2008.01.16 「塑料購物袋」 レジ袋に有料化などの断!
こんな「言葉」が!(20)中国で

丹藤佳紀 (早大講師)

 中国で、北京オリンピック開催の2ヶ月前、6月1日からスーパーマーケットや商店などで、「塑料購物袋」(レジ袋)無料提供が禁止されることになった。また、それに合わせて、厚さ0.025ミリ以下の超薄手レジ袋は生産・販売・使用が全国で禁止になる。プラスチックごみによる「白色汚染」の拡大、深刻化を食い止めるための措置だ。改革・開放政策による市場経済浸透で広がったレジ袋使用は30年の歳月を経て新段階を迎える。
 
 初めて特派員として北京に滞在したとき、自転車やバスで出勤する人たちがほぼ例外なくバッグや袋の類を持参することに気づいた。日本みたいに弁当を持参するわけではない。ふつう、中国人は「冷や飯」は食わないのである。書類などが入っている様子でもない。ならば何のために? 生活体験と中国人の友人の解説でわかった。買い物袋である。
 1978年に改革・対外開放が始まる2年前の当時のこと、慢性的な「物不足」状況が続いていた。計画経済という名のキツい統制経済だったから、安価な良品が店頭に並んでも売り切れたらそれまで、「見つけたらすぐ買え」が鉄則だった。包装などしてくれないから、渡された品物をしまうバッグ類は欠かせないものだった。
筆者の少年時代、田舎では、醤油、食用油それに酒・焼酎はお店に容器を持参し、必要量を量ってもらって買っていた。中国も事情は同じだったから、つくりのしっかりしたスコッチの空き瓶など貴重だった。旅先のホテルの部屋に、捨てたつもりで置いてきた空き瓶を「忘れ物です」と差し戻されて困惑した経験は筆者だけのものではないだろう。

 中国の“手本”になったソ連・東欧諸国も同じで、買い物で行列という現象が各国共通のものだった。バスの停留所などで押し合いへし合いする中国の人たちが、そうした店先では神妙に行列していたのを思い起こす。
 80年代、改革・開放政策が普及し、その成果が上がって商品が豊富になると行列は自然消滅した。プラスチック、ポリエチレンのレジ袋が登場して商品を入れてくれるようになり、個々人が買い物袋を携行する風景も徐々に見られなくなった。
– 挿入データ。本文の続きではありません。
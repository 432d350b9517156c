// ── PokéAPI wire types ──
//
// Raw response shapes exactly as the API returns them. Only the fields the
// Pokédex reads are modelled; everything else is ignored on decode.

use serde::Deserialize;

// ── Index ────────────────────────────────────────────────────────────

/// `GET pokemon?limit=N` response.
#[derive(Debug, Clone, Deserialize)]
pub struct NamedResourceList {
    pub results: Vec<NamedResource>,
}

/// A `{name, url}` pointer to another resource.
#[derive(Debug, Clone, PartialEq, Eq, Deserialize)]
pub struct NamedResource {
    pub name: String,
    pub url: String,
}

// ── Pokémon ──────────────────────────────────────────────────────────

/// `GET pokemon/{id}` response.
#[derive(Debug, Clone, Deserialize)]
pub struct RawPokemon {
    pub id: u32,
    pub name: String,
    /// Decimetres.
    #[serde(default)]
    pub height: u32,
    /// Hectograms.
    #[serde(default)]
    pub weight: u32,
    #[serde(default)]
    pub types: Vec<RawType>,
    #[serde(default)]
    pub stats: Vec<RawStat>,
    #[serde(default)]
    pub abilities: Vec<RawAbility>,
    #[serde(default)]
    pub sprites: Sprites,
}

#[derive(Debug, Clone, Deserialize)]
pub struct RawType {
    #[serde(rename = "type")]
    pub kind: NamedResource,
}

#[derive(Debug, Clone, Deserialize)]
pub struct RawStat {
    pub base_stat: u32,
    pub stat: NamedResource,
}

#[derive(Debug, Clone, Deserialize)]
pub struct RawAbility {
    pub ability: NamedResource,
    #[serde(default)]
    pub is_hidden: bool,
}

/// Sprite URLs. Every level may be missing or `null`.
#[derive(Debug, Clone, Default, Deserialize)]
pub struct Sprites {
    #[serde(default)]
    pub other: Option<OtherSprites>,
}

#[derive(Debug, Clone, Default, Deserialize)]
pub struct OtherSprites {
    #[serde(default, rename = "official-artwork")]
    pub official_artwork: Option<ArtworkSprites>,
}

#[derive(Debug, Clone, Default, Deserialize)]
pub struct ArtworkSprites {
    #[serde(default)]
    pub front_default: Option<String>,
}

impl Sprites {
    /// The official-artwork front view, if the API has one.
    pub fn official_artwork(&self) -> Option<&str> {
        self.other
            .as_ref()?
            .official_artwork
            .as_ref()?
            .front_default
            .as_deref()
    }
}

// ── Species ──────────────────────────────────────────────────────────

/// `GET pokemon-species/{id}` response.
#[derive(Debug, Clone, Default, Deserialize)]
pub struct RawSpecies {
    #[serde(default)]
    pub flavor_text_entries: Vec<FlavorTextEntry>,
    #[serde(default)]
    pub genera: Vec<Genus>,
}

#[derive(Debug, Clone, Deserialize)]
pub struct FlavorTextEntry {
    pub flavor_text: String,
    pub language: NamedResource,
}

#[derive(Debug, Clone, Deserialize)]
pub struct Genus {
    pub genus: String,
    pub language: NamedResource,
}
これは「革命的な」ことだった。
 さて、レジ袋についての規制は、中国政府がこのほど公表した「レジ袋の生産・販売・使用の規制についての通知」に盛られたもので、厚さ0.025ミリ以下の超薄手レジ袋は「破れやすく、大半が廃棄されるため『白色汚染』の主な出どころになっている」と前文でうたった。
 そして、厚手のレジ袋を有料で提供し、その代金は明示するよう指示した。さらに、布などを使った、繰り返し使える買い物袋を提供するよう企業に呼びかけている。
 この規制について、ウェブサイト「人民網日本語版」は「各界の声」を特集して次のように反響を伝えている。まず、中央民族大学の環境学教授は、「庶民にとって無視できない程度の価格を設定すれば、レジ袋の使用は確実に減る」とコメントした。フランス系のスーパー「家楽福」(カルフール)では環境保護をうたったキャンペーンを始める予定で、一定額以上の買い物客には布製ショッピングバッグをプレゼントするという。
 ただ、中国加工工業協会の役員によると、プラスチック加工品メーカーは全国に6万社あり、ポリ袋製造機が1台あれば開業できるという。このため、生産段階で超薄手ポリ袋を根絶するのは難しいと語っている。
 また、弁当箱として多用され、文字通り「白色汚染」の源になっている発泡スチロールへの規制はまだ手がつけられていない。レジ袋規制は対策の第一弾というところだ。